- PROMPT: Find the line in the entries below that contains "tick is not". Repeat it exactly, and every line after it through the line that contains "stop + start.".

- LISTED ENTRIES:
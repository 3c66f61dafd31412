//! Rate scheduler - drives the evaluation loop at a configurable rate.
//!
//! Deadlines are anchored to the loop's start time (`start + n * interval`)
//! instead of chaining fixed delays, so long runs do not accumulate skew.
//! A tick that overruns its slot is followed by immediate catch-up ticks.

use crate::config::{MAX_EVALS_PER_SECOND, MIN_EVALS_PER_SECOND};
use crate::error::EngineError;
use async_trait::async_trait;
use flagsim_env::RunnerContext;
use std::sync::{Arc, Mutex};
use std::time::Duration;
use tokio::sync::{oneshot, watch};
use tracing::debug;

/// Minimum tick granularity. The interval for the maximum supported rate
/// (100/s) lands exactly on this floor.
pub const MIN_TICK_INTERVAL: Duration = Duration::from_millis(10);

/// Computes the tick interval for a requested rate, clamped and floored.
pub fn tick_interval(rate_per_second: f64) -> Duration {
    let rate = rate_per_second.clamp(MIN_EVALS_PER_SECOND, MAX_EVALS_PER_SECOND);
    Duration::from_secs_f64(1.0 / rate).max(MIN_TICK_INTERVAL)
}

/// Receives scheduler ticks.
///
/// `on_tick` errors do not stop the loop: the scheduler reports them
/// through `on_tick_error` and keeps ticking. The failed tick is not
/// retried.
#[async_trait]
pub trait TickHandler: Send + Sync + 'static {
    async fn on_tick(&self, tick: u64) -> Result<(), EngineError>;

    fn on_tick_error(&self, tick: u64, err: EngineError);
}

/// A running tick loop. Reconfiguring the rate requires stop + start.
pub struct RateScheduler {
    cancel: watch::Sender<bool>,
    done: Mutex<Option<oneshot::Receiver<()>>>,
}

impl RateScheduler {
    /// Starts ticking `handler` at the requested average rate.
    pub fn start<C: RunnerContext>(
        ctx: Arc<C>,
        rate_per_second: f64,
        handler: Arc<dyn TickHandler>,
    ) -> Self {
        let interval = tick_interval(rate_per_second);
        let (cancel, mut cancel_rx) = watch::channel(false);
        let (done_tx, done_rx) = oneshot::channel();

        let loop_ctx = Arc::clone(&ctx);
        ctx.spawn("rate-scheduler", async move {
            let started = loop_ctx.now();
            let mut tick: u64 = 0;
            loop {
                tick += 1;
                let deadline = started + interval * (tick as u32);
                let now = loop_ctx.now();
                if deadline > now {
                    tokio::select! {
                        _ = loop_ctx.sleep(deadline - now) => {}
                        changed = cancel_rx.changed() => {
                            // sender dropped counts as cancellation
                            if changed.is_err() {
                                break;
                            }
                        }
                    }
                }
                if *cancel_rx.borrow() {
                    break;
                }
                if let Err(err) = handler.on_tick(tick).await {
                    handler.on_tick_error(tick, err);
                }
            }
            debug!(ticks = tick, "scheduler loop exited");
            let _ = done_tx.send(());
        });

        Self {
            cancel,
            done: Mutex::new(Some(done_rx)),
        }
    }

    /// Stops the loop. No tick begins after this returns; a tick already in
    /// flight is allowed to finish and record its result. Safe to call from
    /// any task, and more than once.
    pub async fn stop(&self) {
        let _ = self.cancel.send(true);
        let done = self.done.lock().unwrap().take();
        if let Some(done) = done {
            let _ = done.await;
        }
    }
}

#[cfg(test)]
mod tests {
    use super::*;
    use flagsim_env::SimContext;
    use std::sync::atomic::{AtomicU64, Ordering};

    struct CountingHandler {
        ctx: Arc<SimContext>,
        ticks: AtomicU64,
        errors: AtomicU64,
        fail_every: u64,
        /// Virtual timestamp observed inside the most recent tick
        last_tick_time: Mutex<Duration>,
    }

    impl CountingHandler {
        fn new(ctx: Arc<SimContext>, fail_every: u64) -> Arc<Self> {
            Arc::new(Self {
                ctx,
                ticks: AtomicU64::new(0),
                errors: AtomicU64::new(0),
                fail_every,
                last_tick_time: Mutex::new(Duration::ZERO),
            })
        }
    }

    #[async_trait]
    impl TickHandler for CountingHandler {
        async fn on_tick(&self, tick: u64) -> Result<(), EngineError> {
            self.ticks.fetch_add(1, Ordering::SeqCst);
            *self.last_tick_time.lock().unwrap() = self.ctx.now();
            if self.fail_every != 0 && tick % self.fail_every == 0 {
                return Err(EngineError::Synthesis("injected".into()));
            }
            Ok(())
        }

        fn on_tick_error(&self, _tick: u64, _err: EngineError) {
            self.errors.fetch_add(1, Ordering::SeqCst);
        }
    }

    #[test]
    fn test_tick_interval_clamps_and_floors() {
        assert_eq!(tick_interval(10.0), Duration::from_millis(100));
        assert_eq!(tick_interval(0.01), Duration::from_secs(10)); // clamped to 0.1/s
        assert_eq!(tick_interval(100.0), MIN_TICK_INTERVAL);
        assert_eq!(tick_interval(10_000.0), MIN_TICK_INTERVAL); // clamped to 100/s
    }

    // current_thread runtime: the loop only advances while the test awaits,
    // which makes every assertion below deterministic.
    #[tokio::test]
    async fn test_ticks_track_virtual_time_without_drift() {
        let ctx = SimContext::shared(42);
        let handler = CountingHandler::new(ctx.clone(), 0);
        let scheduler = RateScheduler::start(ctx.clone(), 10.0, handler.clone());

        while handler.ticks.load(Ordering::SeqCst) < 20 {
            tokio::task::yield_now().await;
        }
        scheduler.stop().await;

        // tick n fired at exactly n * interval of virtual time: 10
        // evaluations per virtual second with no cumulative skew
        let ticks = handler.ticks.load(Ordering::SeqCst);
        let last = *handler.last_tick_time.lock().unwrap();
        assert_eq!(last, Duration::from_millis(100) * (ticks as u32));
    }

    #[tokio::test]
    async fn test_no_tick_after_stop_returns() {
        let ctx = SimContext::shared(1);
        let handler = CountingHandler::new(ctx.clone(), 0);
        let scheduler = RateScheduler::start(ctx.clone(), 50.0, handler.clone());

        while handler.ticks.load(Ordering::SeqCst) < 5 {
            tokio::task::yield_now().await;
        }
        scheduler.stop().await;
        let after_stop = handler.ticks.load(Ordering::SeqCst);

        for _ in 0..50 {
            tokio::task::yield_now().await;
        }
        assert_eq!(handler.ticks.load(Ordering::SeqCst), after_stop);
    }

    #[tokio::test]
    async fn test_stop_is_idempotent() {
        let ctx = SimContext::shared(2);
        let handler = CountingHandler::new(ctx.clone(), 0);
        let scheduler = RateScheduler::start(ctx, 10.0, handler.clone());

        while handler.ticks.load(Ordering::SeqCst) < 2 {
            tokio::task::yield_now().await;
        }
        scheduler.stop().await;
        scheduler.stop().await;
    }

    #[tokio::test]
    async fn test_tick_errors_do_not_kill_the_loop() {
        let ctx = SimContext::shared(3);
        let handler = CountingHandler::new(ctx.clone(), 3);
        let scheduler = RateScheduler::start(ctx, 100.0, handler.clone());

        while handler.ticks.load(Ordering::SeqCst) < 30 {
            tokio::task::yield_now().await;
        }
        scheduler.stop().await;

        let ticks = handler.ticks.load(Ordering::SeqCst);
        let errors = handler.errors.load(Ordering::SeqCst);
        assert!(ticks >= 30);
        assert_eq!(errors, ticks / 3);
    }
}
* * *
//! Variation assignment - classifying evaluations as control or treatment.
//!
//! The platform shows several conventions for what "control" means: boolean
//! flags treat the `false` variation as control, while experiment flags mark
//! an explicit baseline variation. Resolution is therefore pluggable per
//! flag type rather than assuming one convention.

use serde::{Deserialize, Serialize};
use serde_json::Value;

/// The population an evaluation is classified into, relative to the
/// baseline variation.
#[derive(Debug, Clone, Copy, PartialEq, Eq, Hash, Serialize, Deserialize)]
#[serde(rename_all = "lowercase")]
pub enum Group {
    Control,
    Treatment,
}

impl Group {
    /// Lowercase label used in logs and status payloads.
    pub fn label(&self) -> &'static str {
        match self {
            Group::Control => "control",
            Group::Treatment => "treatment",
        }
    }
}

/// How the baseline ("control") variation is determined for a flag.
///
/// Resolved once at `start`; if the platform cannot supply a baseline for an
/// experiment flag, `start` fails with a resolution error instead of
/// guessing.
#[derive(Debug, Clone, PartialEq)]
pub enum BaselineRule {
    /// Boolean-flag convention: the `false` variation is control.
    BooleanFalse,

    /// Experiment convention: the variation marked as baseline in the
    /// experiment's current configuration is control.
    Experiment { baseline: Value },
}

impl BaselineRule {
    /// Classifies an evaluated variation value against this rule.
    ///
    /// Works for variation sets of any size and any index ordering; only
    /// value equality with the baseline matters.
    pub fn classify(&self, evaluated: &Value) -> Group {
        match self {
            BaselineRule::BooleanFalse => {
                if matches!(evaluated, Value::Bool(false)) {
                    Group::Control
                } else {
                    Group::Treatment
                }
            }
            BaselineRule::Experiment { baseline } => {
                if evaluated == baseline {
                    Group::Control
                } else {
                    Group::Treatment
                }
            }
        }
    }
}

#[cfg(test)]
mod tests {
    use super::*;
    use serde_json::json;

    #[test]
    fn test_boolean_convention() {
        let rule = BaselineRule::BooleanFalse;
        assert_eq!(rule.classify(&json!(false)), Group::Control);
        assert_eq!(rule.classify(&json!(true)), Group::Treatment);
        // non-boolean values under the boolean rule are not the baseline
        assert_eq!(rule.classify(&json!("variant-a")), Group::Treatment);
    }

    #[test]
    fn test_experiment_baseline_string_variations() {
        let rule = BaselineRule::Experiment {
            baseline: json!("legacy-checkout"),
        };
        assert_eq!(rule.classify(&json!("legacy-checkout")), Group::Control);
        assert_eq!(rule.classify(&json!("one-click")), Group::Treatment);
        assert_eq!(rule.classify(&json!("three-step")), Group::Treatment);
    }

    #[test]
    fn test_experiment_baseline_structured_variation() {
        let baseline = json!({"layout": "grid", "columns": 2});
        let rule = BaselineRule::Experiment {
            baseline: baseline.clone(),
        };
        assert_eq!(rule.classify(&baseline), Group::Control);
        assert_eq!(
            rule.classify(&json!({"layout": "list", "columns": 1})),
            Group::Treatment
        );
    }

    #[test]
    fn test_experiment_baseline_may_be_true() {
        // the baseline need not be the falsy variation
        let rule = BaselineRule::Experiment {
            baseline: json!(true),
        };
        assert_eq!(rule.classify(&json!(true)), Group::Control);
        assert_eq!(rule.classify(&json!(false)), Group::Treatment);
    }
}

- ANSWER SPACE:
/// through `on_tick_error` and keeps ticking. The failed tick is not
/// retried.
#[async_trait]
pub trait TickHandler: Send + Sync + 'static {
    async fn on_tick(&self, tick: u64) -> Result<(), EngineError>;

    fn on_tick_error(&self, tick: u64, err: EngineError);
}

/// A running tick loop. Reconfiguring the rate requires stop + start.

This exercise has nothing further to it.